- Opening Delimiter -

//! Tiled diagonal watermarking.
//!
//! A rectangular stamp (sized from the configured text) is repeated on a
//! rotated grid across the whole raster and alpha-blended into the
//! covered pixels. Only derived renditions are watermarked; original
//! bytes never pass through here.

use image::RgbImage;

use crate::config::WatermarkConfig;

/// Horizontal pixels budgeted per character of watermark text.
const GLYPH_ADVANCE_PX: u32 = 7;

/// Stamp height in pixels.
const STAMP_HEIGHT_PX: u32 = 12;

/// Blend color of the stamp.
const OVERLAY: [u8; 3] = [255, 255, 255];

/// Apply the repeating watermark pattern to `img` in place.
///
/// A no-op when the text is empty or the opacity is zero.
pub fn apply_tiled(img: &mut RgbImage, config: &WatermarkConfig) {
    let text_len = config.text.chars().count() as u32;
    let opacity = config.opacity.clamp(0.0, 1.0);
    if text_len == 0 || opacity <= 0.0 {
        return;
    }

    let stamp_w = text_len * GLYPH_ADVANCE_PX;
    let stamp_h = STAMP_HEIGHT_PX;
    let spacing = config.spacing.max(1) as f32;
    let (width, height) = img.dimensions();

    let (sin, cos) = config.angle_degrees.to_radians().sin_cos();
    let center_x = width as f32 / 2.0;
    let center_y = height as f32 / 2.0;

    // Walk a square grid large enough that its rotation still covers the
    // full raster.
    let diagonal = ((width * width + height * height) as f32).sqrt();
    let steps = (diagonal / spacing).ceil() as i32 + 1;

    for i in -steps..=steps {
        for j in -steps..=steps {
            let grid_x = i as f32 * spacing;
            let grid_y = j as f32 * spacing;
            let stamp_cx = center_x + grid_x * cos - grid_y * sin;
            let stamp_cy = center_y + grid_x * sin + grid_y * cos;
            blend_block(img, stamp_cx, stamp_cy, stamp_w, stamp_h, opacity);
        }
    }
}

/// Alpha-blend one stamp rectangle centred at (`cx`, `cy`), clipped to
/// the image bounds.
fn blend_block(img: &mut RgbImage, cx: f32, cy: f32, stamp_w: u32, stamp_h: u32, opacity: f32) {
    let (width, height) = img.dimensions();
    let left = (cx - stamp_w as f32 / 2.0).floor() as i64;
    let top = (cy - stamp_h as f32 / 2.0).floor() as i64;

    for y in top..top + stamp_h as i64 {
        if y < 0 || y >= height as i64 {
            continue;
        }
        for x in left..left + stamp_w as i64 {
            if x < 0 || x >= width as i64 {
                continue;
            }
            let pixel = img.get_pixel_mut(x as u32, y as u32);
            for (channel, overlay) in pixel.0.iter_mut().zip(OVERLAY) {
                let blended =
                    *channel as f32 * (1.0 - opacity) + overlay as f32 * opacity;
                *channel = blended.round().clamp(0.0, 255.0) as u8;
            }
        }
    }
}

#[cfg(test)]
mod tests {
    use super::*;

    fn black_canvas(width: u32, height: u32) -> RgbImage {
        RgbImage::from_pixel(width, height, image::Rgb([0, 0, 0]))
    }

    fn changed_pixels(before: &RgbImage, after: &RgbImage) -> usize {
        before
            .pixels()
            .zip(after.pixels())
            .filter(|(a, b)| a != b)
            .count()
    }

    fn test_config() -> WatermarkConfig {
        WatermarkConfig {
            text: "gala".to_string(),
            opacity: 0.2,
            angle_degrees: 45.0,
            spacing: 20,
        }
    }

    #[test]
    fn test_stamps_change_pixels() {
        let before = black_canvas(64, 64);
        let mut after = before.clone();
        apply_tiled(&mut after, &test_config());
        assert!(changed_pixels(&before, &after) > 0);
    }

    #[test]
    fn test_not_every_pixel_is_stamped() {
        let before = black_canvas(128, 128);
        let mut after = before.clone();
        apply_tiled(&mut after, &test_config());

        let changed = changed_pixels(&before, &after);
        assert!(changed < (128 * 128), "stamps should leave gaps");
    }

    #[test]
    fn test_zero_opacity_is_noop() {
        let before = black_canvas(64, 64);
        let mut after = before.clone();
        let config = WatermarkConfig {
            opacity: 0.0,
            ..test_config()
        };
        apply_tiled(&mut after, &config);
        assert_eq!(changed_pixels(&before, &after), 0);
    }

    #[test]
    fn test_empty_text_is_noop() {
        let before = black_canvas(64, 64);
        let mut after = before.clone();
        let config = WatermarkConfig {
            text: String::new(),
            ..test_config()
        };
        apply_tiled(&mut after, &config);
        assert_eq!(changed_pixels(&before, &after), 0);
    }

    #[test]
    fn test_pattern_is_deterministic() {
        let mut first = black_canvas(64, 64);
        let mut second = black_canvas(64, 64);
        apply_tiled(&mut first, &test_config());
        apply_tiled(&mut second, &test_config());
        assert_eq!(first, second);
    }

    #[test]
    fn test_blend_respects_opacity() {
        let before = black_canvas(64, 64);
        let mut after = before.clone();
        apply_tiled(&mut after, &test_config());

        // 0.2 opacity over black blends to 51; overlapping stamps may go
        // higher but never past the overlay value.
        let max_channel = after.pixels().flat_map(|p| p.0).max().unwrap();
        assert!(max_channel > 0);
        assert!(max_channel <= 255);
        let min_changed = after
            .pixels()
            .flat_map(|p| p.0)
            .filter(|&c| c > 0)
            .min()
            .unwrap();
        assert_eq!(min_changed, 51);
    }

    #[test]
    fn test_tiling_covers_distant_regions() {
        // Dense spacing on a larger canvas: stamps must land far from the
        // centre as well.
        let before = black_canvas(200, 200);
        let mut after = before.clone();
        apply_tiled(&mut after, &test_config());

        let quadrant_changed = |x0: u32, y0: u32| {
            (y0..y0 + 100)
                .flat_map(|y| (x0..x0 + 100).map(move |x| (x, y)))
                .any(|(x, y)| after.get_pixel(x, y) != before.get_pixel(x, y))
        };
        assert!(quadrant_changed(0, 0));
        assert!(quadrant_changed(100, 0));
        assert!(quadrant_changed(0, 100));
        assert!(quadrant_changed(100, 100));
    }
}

- Closing Delimiter -

* WHAT THE TASK ASKS
Every line above that holds "clamp" should be copied out.

* WRITTEN SOLUTION
    let opacity = config.opacity.clamp(0.0, 1.0);
                *channel = blended.round().clamp(0.0, 255.0) as u8;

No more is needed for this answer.